The report traced some of the increase to the Bush administration’s decision last year to suspend health care services for higher-income veterans in order to reduce waiting times for doctor’s appointments.

Physicians for a National Health Program urges the United States to adopt a universal public health program.

Source = USAToday.com

18.) 50,000 kids poisoned after EPA removes safeguards

Nov. 9—In 2001, the Environmental Protection Agency authorized the removal of childproofing ingredients from rat poison, resulting in the poisoning of 50,000 children last year, according to an article in the conservative Los Angeles Times.

Traditional regulations required companies that make rat poison pellets to include an ingredient that makes the candy-like pellets bitter to small children, to encourage them to spit it out, and a dye that makes it easy for parents to see when a child has ingested the poison.

According to a recent article in the Los Angeles Times, the EPA met five times behind closed doors with representatives of the chemical industry, which ultimately resulted in the removal of the safety regulations.

As a result of no longer requiring those safety additives, the OCA charges, the nation is now seeing a record number of children poisoned by the toxic pellets. Last year more than 50,000 children were poisoned by rodenticides, which is three times as many as were affected prior to the removal of safety regulations.

Source = CommonDreams.org

19.) Corporation announces skin-searing weapon for crowd control

Dec. 1—Government defense giant Raytheon Co. has developed a heat beam to repel enemies, a Pentagon official told the Boston Business Journal.

Raytheon, the world’s largest missile maker, delivered a prototype to the U.S. military last month, the article said. Los Angeles Sheriff’s Department commander and Rayethon advisor Charles Heal said the device compares the effect to having a hot iron placed on the skin.

“It will likely be in Iraq in the next 12 months,” Heal told the Journal. “They are very, very close.”

A U.S. Air Force fact sheet said the weapon would be mounted on a Humvee vehicle and would project a “focused, speed-of-light millimeter wave energy beam to induce an intolerable heating sensation.”

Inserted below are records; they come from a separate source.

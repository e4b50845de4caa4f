// This Source Code Form is subject to the terms of the Mozilla Public
// License, v. 2.0. If a copy of the MPL was not distributed with this
// file, You can obtain one at https://mozilla.org/MPL/2.0/.
//
// Copyright (c) 2025 Pegasus Heavy Industries, LLC

//! Ely - a small dynamically-typed scripting language
//!
//! This is the main entry point for the ely CLI/REPL.

mod repl;

use clap::Parser;
use ely_core::lexer::{Scanner, TokenKind};
use ely_core::Engine;
use owo_colors::OwoColorize;
use std::path::PathBuf;

#[derive(Parser)]
#[command(
    name = "ely",
    about = "The Ely scripting language",
    version,
    author = "Pegasus Heavy Industries"
)]
struct Cli {
    /// Ely script to execute
    script: Option<PathBuf>,

    /// Evaluate source from the command line
    #[arg(short = 'e', long = "eval")]
    eval: Option<String>,

    /// Print the token stream and exit
    #[arg(long)]
    lex: bool,

    /// Trace compilation and execution to standard error
    #[arg(long)]
    debug: bool,
}

fn main() -> anyhow::Result<()> {
    let cli = Cli::parse();

    let filter = if cli.debug { "ely=trace,ely_core=trace" } else { "ely_core=warn" };
    tracing_subscriber::fmt()
        .with_env_filter(filter)
        .with_writer(std::io::stderr)
        .init();

    // Gather source from -e, a script file, or piped stdin; with none of
    // those and a terminal attached, drop into the REPL.
    let source = if let Some(code) = cli.eval {
        code
    } else if let Some(path) = &cli.script {
        std::fs::read_to_string(path)?
    } else if atty::is(atty::Stream::Stdin) {
        let mut repl = repl::Repl::new()?;
        repl.run()?;
        return Ok(());
    } else {
        let mut code = String::new();
        std::io::Read::read_to_string(&mut std::io::stdin(), &mut code)?;
        code
    };

    if cli.lex {
        return print_tokens(&source);
    }

    let mut engine = Engine::new();
    match engine.eval(&source) {
        Ok(value) => {
            // Script files speak through print; inline/piped source echoes
            // its result like the REPL does.
            if cli.script.is_none() && !value.is_null() {
                println!("{value}");
            }
            Ok(())
        }
        Err(e) => {
            eprintln!("{}", e.to_string().red());
            std::process::exit(1);
        }
    }
}

/// Prints one token per line with its source position.
fn print_tokens(source: &str) -> anyhow::Result<()> {
    let mut scanner = Scanner::new(source);
    loop {
        match scanner.next_token() {
            Ok(token) => {
                println!("{:>4}:{:<3} {:?}", token.line, token.column, token.kind);
                if token.kind == TokenKind::Eof {
                    return Ok(());
                }
            }
            Err(e) => {
                eprintln!("{}", e.to_string().red());
                std::process::exit(1);
            }
        }
    }
}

Heal told Bloomberg Business News that Raytheon could expand the market by selling a smaller version to law-enforcement agencies. The company is working on a smaller, tripod-mounted version for police forces.

Source = de.afrl.af.mil & Boston.BizJournals.com


20.) Document indicates Bush personally ordered torture

Dec. 20—The American Civil Liberties Union obtained a document that suggests that George W. Bush personally ordered the torture of civilians in Iraq, the human-rights agency said. The document and several e-mails were obtained through the Freedom of Information Act after a court battle.

The two-page e-mail references an Executive Order by George W. Bush, saying that Bush directly authorized interrogation techniques including sleep deprivation, stress positions, the use of military dogs and “sensory deprivation through the use of hoods, etc.”

The human-rights organization also obtained Defense Department e-mails, including a December 2003 e-mail that described Defense Department interrogators impersonating FBI agents while torturing prisoners. The e-mail concludes, “If this detainee is ever released or his story made public in any way, DOD interrogators will not be held accountable because these torture techniques were done [sic] the ‘FBI’ interrogators. The FBI will [sic] left holding the bag before the public.”

Another e-mail described prisoners at Guantánamo military base who were shackled hand and foot in a fetal position on the floor and kept in that position for 18 to 24 hours at a time, until most had “urinated or defacated [sic]” on themselves. On one occasion, the agent reports having seen a detainee left in an unventilated, non-air conditioned room at a temperature “probably well over a hundred degrees.” The agent notes: “The detainee was almost unconscious on the floor, with a pile of hair next to him. He had apparently been literally pulling his own hair out throughout the night.”

Several prisoners at Guantánamo were sent back to their native England after the British government pressured the U.S. military to release them. Upon their return, they were found innocent and released.